[Start of Attachment]
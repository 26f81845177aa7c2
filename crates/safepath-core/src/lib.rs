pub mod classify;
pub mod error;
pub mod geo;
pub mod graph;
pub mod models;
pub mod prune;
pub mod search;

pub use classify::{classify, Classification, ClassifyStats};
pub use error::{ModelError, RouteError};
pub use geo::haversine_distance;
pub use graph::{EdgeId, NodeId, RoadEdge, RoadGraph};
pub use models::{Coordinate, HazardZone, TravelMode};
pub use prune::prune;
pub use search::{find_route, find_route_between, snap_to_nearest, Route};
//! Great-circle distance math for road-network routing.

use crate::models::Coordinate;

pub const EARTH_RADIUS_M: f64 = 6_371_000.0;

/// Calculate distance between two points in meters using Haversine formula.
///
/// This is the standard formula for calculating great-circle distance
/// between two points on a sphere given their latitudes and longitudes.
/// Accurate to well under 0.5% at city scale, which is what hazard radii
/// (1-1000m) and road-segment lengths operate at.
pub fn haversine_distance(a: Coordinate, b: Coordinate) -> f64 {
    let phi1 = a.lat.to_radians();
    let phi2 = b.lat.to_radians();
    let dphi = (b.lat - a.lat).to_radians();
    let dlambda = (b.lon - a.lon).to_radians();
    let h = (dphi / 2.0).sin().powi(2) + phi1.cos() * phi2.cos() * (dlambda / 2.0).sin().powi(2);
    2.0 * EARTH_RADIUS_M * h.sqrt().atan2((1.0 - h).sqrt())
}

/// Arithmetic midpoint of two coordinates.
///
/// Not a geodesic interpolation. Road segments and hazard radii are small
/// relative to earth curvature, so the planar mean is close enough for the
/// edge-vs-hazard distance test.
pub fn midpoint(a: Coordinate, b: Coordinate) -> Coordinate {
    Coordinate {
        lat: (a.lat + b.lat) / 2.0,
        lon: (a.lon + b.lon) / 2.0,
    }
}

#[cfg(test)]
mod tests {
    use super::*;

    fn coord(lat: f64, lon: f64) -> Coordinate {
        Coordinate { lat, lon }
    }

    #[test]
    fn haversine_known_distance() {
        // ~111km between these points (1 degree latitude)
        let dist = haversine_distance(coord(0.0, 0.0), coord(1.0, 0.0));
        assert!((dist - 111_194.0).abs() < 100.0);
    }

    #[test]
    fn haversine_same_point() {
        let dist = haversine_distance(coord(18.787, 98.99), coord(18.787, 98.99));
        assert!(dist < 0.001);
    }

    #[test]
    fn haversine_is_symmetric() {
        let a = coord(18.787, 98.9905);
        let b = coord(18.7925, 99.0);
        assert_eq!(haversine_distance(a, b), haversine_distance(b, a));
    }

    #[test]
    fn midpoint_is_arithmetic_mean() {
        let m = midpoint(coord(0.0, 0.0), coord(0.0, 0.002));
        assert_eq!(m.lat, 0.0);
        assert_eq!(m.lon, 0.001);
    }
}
[End of Attachment]
[Start of Attachment]
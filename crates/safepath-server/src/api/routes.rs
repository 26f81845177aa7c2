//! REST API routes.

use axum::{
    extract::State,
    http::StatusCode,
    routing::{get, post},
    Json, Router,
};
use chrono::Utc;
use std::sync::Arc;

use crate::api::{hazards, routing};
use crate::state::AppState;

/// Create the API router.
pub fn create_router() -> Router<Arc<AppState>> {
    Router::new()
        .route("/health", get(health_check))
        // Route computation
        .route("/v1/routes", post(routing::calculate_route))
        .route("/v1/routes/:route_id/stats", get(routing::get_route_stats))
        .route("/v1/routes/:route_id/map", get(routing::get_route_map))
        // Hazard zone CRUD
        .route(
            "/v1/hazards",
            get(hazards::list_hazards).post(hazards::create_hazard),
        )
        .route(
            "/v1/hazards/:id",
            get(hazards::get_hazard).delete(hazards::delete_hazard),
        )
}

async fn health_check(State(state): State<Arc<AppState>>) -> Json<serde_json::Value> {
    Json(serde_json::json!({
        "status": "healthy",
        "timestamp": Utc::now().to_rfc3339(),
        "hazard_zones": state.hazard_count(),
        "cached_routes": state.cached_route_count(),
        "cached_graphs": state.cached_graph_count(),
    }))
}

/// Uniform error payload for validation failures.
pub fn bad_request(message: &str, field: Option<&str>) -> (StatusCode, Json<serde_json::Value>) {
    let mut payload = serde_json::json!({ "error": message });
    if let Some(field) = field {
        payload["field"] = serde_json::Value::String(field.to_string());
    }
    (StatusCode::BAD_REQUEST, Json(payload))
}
[End of Attachment]
YOUR ASSIGNMENT
Using only the data above, copy out the lines that include the word "safepath".

WORKED SOLUTION
filename crates/safepath-core/src/lib.rs
filename crates/safepath-server/src/api/routes.rs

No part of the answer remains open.